··· RECORDED DATA

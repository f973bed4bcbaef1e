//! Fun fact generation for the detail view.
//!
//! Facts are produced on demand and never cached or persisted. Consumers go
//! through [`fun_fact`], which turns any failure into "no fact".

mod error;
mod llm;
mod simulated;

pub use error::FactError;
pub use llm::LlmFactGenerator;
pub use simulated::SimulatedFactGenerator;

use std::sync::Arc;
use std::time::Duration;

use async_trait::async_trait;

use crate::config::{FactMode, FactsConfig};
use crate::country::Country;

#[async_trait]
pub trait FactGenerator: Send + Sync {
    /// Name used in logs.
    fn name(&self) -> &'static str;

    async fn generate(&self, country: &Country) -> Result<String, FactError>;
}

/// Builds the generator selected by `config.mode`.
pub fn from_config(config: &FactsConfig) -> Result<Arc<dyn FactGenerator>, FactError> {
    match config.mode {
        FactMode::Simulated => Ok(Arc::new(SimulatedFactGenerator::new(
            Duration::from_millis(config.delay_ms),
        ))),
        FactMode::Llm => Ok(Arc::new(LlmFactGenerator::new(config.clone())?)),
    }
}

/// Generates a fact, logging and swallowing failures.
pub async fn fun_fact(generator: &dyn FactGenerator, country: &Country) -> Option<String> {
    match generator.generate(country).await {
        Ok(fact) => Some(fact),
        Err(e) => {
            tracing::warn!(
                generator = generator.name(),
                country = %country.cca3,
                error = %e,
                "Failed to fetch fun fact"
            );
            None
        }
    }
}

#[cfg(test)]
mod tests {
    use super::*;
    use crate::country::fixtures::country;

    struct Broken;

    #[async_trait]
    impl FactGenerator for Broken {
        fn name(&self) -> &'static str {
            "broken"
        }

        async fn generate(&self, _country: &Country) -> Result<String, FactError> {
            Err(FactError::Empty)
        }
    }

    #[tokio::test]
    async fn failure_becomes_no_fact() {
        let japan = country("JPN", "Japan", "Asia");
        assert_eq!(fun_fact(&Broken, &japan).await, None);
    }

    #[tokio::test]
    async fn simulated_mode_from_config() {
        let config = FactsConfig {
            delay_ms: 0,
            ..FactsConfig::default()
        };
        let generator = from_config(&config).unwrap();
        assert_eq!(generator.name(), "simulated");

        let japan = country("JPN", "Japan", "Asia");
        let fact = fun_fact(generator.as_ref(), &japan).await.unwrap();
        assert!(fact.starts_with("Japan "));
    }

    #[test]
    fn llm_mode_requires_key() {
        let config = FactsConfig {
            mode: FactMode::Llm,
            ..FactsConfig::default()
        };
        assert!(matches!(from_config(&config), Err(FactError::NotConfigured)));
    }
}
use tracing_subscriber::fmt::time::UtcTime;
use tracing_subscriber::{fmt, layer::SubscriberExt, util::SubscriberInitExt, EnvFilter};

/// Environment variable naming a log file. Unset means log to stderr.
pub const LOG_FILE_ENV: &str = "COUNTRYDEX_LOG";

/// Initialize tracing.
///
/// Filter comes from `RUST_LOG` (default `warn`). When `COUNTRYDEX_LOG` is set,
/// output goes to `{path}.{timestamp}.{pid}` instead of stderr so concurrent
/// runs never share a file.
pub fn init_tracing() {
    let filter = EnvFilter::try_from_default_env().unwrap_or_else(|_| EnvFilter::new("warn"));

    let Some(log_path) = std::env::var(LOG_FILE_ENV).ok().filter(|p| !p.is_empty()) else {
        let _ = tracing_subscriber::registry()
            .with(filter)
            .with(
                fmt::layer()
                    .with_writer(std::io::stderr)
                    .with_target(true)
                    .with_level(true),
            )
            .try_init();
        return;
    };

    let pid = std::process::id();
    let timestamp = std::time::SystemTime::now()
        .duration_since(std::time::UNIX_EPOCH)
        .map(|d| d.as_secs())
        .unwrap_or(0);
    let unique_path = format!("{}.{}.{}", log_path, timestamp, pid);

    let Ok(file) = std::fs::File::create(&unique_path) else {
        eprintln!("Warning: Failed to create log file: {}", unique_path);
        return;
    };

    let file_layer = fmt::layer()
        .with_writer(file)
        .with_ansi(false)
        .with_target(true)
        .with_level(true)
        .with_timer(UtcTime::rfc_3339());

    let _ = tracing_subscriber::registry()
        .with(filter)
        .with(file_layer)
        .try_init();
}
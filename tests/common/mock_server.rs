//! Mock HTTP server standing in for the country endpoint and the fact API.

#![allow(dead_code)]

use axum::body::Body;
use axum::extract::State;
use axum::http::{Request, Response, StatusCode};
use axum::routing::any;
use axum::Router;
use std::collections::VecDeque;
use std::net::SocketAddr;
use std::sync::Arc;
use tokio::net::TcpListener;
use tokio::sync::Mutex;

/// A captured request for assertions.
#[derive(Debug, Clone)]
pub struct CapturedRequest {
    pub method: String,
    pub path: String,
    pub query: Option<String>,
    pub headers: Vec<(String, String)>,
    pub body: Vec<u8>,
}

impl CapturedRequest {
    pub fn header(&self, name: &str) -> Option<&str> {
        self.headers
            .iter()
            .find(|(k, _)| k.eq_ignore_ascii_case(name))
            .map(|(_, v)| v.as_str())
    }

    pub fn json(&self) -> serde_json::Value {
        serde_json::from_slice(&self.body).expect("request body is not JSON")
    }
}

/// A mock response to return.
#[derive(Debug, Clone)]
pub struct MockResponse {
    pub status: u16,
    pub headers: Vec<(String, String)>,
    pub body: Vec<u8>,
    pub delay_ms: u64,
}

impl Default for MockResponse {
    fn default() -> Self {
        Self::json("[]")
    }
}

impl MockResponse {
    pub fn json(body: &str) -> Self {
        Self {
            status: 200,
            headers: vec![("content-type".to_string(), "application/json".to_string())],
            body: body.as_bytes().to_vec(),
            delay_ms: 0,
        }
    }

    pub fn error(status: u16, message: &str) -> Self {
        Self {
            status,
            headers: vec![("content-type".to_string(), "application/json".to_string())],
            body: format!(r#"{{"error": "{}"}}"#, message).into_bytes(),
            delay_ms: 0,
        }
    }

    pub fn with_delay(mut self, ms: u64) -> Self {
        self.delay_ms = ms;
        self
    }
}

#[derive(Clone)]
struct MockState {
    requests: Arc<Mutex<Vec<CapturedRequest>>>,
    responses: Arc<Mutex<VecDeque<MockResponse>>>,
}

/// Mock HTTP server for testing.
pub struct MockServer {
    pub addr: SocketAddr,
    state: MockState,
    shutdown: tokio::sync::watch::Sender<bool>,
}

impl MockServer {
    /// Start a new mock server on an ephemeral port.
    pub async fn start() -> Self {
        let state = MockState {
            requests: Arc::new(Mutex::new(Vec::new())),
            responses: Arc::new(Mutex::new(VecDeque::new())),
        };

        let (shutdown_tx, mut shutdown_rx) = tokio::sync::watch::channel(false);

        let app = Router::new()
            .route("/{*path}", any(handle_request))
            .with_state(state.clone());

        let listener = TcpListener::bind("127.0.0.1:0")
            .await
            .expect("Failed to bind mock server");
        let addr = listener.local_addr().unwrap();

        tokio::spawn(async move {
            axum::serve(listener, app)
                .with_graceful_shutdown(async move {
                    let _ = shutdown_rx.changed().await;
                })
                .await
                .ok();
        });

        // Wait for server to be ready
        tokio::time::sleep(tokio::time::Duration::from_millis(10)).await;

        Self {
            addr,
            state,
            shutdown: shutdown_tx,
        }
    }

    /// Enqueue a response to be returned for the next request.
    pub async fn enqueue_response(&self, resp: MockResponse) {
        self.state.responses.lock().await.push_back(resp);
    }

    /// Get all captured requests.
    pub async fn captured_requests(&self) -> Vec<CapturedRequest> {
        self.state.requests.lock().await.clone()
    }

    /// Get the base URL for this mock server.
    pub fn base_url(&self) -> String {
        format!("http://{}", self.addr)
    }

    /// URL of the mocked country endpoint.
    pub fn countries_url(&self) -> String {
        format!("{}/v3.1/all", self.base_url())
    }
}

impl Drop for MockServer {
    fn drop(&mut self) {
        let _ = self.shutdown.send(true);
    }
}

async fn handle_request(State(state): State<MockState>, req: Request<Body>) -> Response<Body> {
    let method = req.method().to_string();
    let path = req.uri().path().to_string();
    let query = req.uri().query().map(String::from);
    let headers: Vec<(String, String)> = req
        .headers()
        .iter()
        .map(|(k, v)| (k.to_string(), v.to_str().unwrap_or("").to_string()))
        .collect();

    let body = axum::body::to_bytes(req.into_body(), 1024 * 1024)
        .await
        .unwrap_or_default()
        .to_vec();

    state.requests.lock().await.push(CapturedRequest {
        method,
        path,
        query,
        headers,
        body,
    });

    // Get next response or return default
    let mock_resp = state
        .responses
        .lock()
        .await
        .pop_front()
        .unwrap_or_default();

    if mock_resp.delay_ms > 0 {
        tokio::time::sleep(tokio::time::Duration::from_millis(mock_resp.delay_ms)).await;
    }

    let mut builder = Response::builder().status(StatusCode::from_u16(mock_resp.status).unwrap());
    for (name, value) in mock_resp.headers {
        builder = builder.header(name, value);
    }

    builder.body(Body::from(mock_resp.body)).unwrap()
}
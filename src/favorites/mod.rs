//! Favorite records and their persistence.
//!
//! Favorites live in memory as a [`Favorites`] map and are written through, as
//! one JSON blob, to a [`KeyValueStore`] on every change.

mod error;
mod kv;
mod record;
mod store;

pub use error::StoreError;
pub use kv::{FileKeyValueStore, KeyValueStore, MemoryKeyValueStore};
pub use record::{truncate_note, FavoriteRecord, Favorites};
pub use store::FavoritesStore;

······

■ **TASK DETAILS**:
How many of the lines above include the string "move"? Give only the number.

■ **RESULT OF THIS TASK**:
2